Quest’ album è stato registrato a Murcia nel 20220 dalle mani sapienti di Costantino López, musicista e ingegnere del suono, propulsore del progetto discografico “Primavera en el Atlas Colección”, consistente in “una serie limitata di dischi di diversi artisti, creati in modo tale da garantire soprattutto la riconciliazione dell’ascoltatore con la musica nel suo stato più puro e naturale”, facendo luce “sull’arte dei musicisti da un’angolazione vicina e forse anche personale enfatizzando l’interazione dal vivo tra i musicisti e la sensazione reale di suonare insieme nello stesso spazio”. Pubblicato dall’etichetta belga Seyir Muzik, diretta da Tristan Driessens, “Atlas” vede protagonisti il celebrato polistrumentista valenciano Efrén López (‘ūd, lavta, chitarra fretless, oğuri saz, rabab, tanpura) e l’altrettanto ispirato strumentista tessalonicese Christos Barbas (ney e lavta), due musicisti possessori di un linguaggio musicale affine, i quali da quasi due decenni navigano insieme a bordo di svariati progetti, tra i quali la grande impresa didattica di respiro mediterraneo che è Labyrinth. In “Atlas”, la coppia presenta nove composizioni concepite a partire dal sistema modale del maqām, proponendo un “seyir” (un viaggio melodico) che, attraversato il Mediterraneo orientale, tocca il Vicino Oriente e si spinge oltre. Il suono è raccolto, intimo ma al contempo aperto per la natura improvvisativa che è essenza di queste forme musicali.
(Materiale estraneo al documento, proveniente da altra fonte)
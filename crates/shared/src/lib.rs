pub mod abstract_trait;
pub mod billing;
pub mod config;
pub mod domain;
pub mod errors;
pub mod model;
pub mod repository;
pub mod service;
pub mod utils;
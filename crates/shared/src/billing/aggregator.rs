use super::{MonthYear, earlier_of, later_of, months_between};
use crate::{errors::DateError, model::SubscriptionModel};

/// The month range a total is computed over. Bounds are not required to be
/// ordered; a reversed window simply intersects nothing.
#[derive(Debug, Clone, Copy, PartialEq, Eq)]
pub struct QueryWindow {
    pub start: MonthYear,
    pub end: MonthYear,
}

impl QueryWindow {
    pub fn new(
        start_month: i32,
        start_year: i64,
        end_month: i32,
        end_year: i64,
    ) -> Result<Self, DateError> {
        Ok(Self {
            start: MonthYear::new(start_month, start_year)?,
            end: MonthYear::new(end_month, end_year)?,
        })
    }

    pub fn months(&self) -> i64 {
        months_between(&self.start, &self.end).max(0)
    }
}

/// Amount billed for one subscription inside `window`.
///
/// Open-ended subscriptions are capped at the window end. Every month the
/// overlap touches is billed in full.
pub fn contribution(subscription: &SubscriptionModel, window: &QueryWindow) -> i64 {
    let effective_end = subscription.end_date.as_ref().unwrap_or(&window.end);

    let overlap_start = later_of(&subscription.start_date, &window.start);
    let overlap_end = earlier_of(effective_end, &window.end);

    if overlap_start > overlap_end {
        return 0;
    }

    months_between(overlap_start, overlap_end).saturating_mul(subscription.price)
}

/// Sum of every subscription's contribution to `window`.
pub fn compute_total(subscriptions: &[SubscriptionModel], window: &QueryWindow) -> i64 {
    subscriptions
        .iter()
        .map(|subscription| contribution(subscription, window))
        .fold(0i64, i64::saturating_add)
}

#[cfg(test)]
mod tests {
    use super::*;
    use uuid::Uuid;

    fn my(month: i32, year: i64) -> MonthYear {
        MonthYear::new(month, year).unwrap()
    }

    fn sub(start: MonthYear, end: Option<MonthYear>, price: i64) -> SubscriptionModel {
        SubscriptionModel {
            id: Uuid::new_v4(),
            user_id: Uuid::new_v4(),
            service_name: "Yandex Plus".into(),
            price,
            start_date: start,
            end_date: end,
            created_at: None,
        }
    }

    fn year_2023() -> QueryWindow {
        QueryWindow::new(1, 2023, 12, 2023).unwrap()
    }

    #[test]
    fn window_rejects_invalid_months() {
        assert_eq!(QueryWindow::new(0, 2023, 12, 2023), Err(DateError::InvalidMonth));
        assert_eq!(QueryWindow::new(1, 2023, 13, 2023), Err(DateError::InvalidMonth));
    }

    #[test]
    fn window_accepts_reversed_bounds() {
        let window = QueryWindow::new(12, 2023, 1, 2023).unwrap();
        assert_eq!(window.months(), 0);
    }

    #[test]
    fn bounded_subscription_inside_window() {
        let s = sub(my(1, 2023), Some(my(6, 2023)), 100);
        assert_eq!(contribution(&s, &year_2023()), 600);
    }

    #[test]
    fn open_ended_subscription_is_capped_at_window_end() {
        let s = sub(my(3, 2023), None, 50);
        assert_eq!(contribution(&s, &year_2023()), 500);
    }

    #[test]
    fn subscription_after_window_contributes_nothing() {
        let s = sub(my(1, 2024), None, 999);
        assert_eq!(contribution(&s, &year_2023()), 0);
    }

    #[test]
    fn subscription_before_window_contributes_nothing() {
        let s = sub(my(1, 2021), Some(my(12, 2022)), 300);
        assert_eq!(contribution(&s, &year_2023()), 0);
    }

    #[test]
    fn combined_scenarios_sum() {
        let subs = vec![
            sub(my(1, 2023), Some(my(6, 2023)), 100),
            sub(my(3, 2023), None, 50),
            sub(my(1, 2024), None, 999),
        ];

        assert_eq!(compute_total(&subs, &year_2023()), 1100);
    }

    #[test]
    fn order_does_not_matter() {
        let mut subs = vec![
            sub(my(1, 2023), Some(my(6, 2023)), 100),
            sub(my(3, 2023), None, 50),
            sub(my(11, 2022), Some(my(2, 2023)), 7),
        ];
        let forward = compute_total(&subs, &year_2023());
        subs.reverse();

        assert_eq!(compute_total(&subs, &year_2023()), forward);
        assert_eq!(forward, 600 + 500 + 2 * 7);
    }

    #[test]
    fn empty_input_totals_zero() {
        assert_eq!(compute_total(&[], &year_2023()), 0);
    }

    #[test]
    fn subscription_spanning_window_is_clipped_on_both_sides() {
        let s = sub(my(6, 2020), Some(my(6, 2030)), 10);
        assert_eq!(contribution(&s, &year_2023()), 120);
    }

    #[test]
    fn single_shared_boundary_month_is_billed() {
        let window = year_2023();

        let ends_at_start = sub(my(1, 2022), Some(my(1, 2023)), 40);
        assert_eq!(contribution(&ends_at_start, &window), 40);

        let starts_at_end = sub(my(12, 2023), None, 40);
        assert_eq!(contribution(&starts_at_end, &window), 40);
    }

    #[test]
    fn reversed_subscription_contributes_nothing() {
        let s = sub(my(9, 2023), Some(my(4, 2023)), 100);
        assert_eq!(contribution(&s, &year_2023()), 0);
    }

    #[test]
    fn reversed_window_totals_zero() {
        let window = QueryWindow::new(12, 2023, 1, 2023).unwrap();
        let subs = vec![
            sub(my(1, 2023), Some(my(6, 2023)), 100),
            sub(my(3, 2023), None, 50),
            sub(my(1, 2000), None, 1),
        ];

        assert_eq!(compute_total(&subs, &window), 0);
    }

    #[test]
    fn open_ended_contribution_never_exceeds_window_span() {
        let window = year_2023();
        for start in [my(1, 1990), my(1, 2023), my(7, 2023), my(12, 2023)] {
            let s = sub(start, None, 1);
            assert!(contribution(&s, &window) <= window.months());
        }
    }

    #[test]
    fn zero_price_contributes_nothing() {
        let s = sub(my(1, 2023), None, 0);
        assert_eq!(contribution(&s, &year_2023()), 0);
    }
}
Prendete la libertà del motivo iniziale, in origine scritto da Christos per il progetto “Eternal Tides” della cantante di musica indostana Hania Mariam Luthufi, destinato a sensibilizzare la coscienza ambientale sullo stato degli oceani e sulla sostenibilità sociale ed ecologica. Nel brano Efrén improvvisa sulla melodia del flauto, utilizzando due liuti, uno turco e uno irakeno, che sono accordati – spiega – “in modo che le corde aperte di entrambi insieme creino accordi e scale che servono come base per l’accompagnamento”, generando un colore molto particolare (ecco qui una versione live al Teatre Auditori Cardedeu al Labyrinth Catalunya Festival).
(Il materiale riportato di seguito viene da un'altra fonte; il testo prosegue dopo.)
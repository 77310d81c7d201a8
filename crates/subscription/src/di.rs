use shared::{
    abstract_trait::subscription::{
        repository::{
            command::DynSubscriptionCommandRepository, query::DynSubscriptionQueryRepository,
        },
        service::{
            command::DynSubscriptionCommandService, cost::DynSubscriptionCostService,
            query::DynSubscriptionQueryService,
        },
    },
    config::ConnectionPool,
    repository::subscription::{SubscriptionCommandRepository, SubscriptionQueryRepository},
    service::subscription::{
        SubscriptionCommandService, SubscriptionCostService, SubscriptionQueryService,
    },
    utils::Metrics,
};
use std::sync::Arc;

#[derive(Clone)]
pub struct DependenciesInject {
    pub subscription_query: DynSubscriptionQueryService,
    pub subscription_command: DynSubscriptionCommandService,
    pub subscription_cost: DynSubscriptionCostService,
}

impl std::fmt::Debug for DependenciesInject {
    fn fmt(&self, f: &mut std::fmt::Formatter<'_>) -> std::fmt::Result {
        f.debug_struct("DependenciesInject")
            .field("subscription_query", &"SubscriptionQueryService")
            .field("subscription_command", &"SubscriptionCommandService")
            .field("subscription_cost", &"SubscriptionCostService")
            .finish()
    }
}

impl DependenciesInject {
    pub fn new(db: ConnectionPool, metrics: Metrics) -> Self {
        let query_repo =
            Arc::new(SubscriptionQueryRepository::new(db.clone())) as DynSubscriptionQueryRepository;
        let command_repo = Arc::new(SubscriptionCommandRepository::new(db))
            as DynSubscriptionCommandRepository;

        Self::from_repositories(query_repo, command_repo, metrics)
    }

    pub fn from_repositories(
        query_repo: DynSubscriptionQueryRepository,
        command_repo: DynSubscriptionCommandRepository,
        metrics: Metrics,
    ) -> Self {
        let subscription_query =
            Arc::new(SubscriptionQueryService::new(query_repo.clone(), metrics.clone()))
                as DynSubscriptionQueryService;
        let subscription_command = Arc::new(SubscriptionCommandService::new(
            query_repo.clone(),
            command_repo,
            metrics.clone(),
        )) as DynSubscriptionCommandService;
        let subscription_cost = Arc::new(SubscriptionCostService::new(query_repo, metrics))
            as DynSubscriptionCostService;

        Self {
            subscription_query,
            subscription_command,
            subscription_cost,
        }
    }
}
mod gracefull;
mod logs;
mod metrics;

pub use self::gracefull::shutdown_signal;
pub use self::logs::Logger;
pub use self::metrics::{Method, Metrics, Status};
pub mod validate;
use crate::billing::MonthYear;
use chrono::NaiveDateTime;
use sqlx::{FromRow, Row, postgres::PgRow};
use uuid::Uuid;

/// A stored subscription. The end month is a single optional value even
/// though the table keeps it in two nullable columns.
#[derive(Debug, Clone, PartialEq)]
pub struct SubscriptionModel {
    pub id: Uuid,
    pub user_id: Uuid,
    pub service_name: String,
    pub price: i64,
    pub start_date: MonthYear,
    pub end_date: Option<MonthYear>,
    pub created_at: Option<NaiveDateTime>,
}

impl<'r> FromRow<'r, PgRow> for SubscriptionModel {
    fn from_row(row: &'r PgRow) -> Result<Self, sqlx::Error> {
        let start_date = month_year(row.try_get("start_month")?, row.try_get("start_year")?)?;

        let end_date = end_date(row.try_get("end_month")?, row.try_get("end_year")?)?;

        Ok(Self {
            id: row.try_get("id")?,
            user_id: row.try_get("user_id")?,
            service_name: row.try_get("service_name")?,
            price: row.try_get("price")?,
            start_date,
            end_date,
            created_at: row.try_get("created_at")?,
        })
    }
}

fn month_year(month: i32, year: i64) -> Result<MonthYear, sqlx::Error> {
    MonthYear::new(month, year).map_err(|e| sqlx::Error::Decode(Box::new(e)))
}

/// Folds the two nullable end columns into one value. Both set or both null.
fn end_date(month: Option<i32>, year: Option<i64>) -> Result<Option<MonthYear>, sqlx::Error> {
    match (month, year) {
        (Some(month), Some(year)) => month_year(month, year).map(Some),
        (None, None) => Ok(None),
        _ => Err(sqlx::Error::ColumnDecode {
            index: "end_month".into(),
            source: "end_month and end_year must be set together".into(),
        }),
    }
}

#[cfg(test)]
mod tests {
    use super::*;

    #[test]
    fn end_date_requires_both_columns() {
        assert_eq!(
            end_date(Some(6), Some(2025)).unwrap(),
            Some(MonthYear::new(6, 2025).unwrap())
        );
        assert_eq!(end_date(None, None).unwrap(), None);

        assert!(matches!(
            end_date(Some(6), None),
            Err(sqlx::Error::ColumnDecode { .. })
        ));
        assert!(matches!(
            end_date(None, Some(2025)),
            Err(sqlx::Error::ColumnDecode { .. })
        ));
    }

    #[test]
    fn out_of_range_month_fails_to_decode() {
        assert!(matches!(end_date(Some(13), Some(2025)), Err(sqlx::Error::Decode(_))));
        assert!(matches!(month_year(0, 2025), Err(sqlx::Error::Decode(_))));
        assert!(month_year(12, 3_000_000_000).is_ok());
    }
}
Sulle corde del lavta, si viaggia verso Creta con “La nau” (di Barbas), in cui l’incedere danzante stilizza la tradizione sonora ritmica isolana. È il flauto ney ad esporre la melodia di “Ben volgra, s’esser poges”, composizione del trovatore Guiraut de Tholoza (1245-1265), su cui López ricama imbracciando il saz ideato dal gran maestro turco Erkan Oğur. Diversamente, sono due i “liuti di Costantinopoli” con cui è sviluppato “Hoquetus”, superlativo pezzo di López, ispirato all’omonima forma musicale medievale. Dalla penna di Barbas provengono sia i successivi undici e passa minuti di “Jasmin”, basata sulle strutture modali della musica classica ottomana, sia “Perasma”, un pezzo già registrato più di dieci anni fa con il gruppo Yeden
che riprende una forma ritmica iraniana (in vivace ritmo di 6/8) con un inusitato accostamento tra rabab e ney. Ritroviamo gli stessi strumenti in “Kürdi Peşrev”, con cui siamo trasportati alla corte ottomana del XVII secolo dove era attivo il compositore greco Tanburi Angeli. In questo episodio il duo sfodera il meglio delle proprie abilità, mettendo a frutto il riverbero naturale prodotto dalle corde simpatiche del liuto afghano, mentre i profili melodici si incrociano, si allontanano e si ritrovano. L’ascolto prosegue con due composizioni di López, la prima, “Sadaf”, appartiene al mondo musicale pashtun: è un tema ispirato alla danza cerimoniale Attan. La seconda composizione “Atlas”, traccia conclusiva del disco, vede giustapposte le idee musicali della coppia che si produce in un’altra serie di articolate procedure improvvisative.
López e Barbas hanno realizzato un album che irretisce per la combinazione di tecnica, ispirazione, passione e gusto per l’erranza.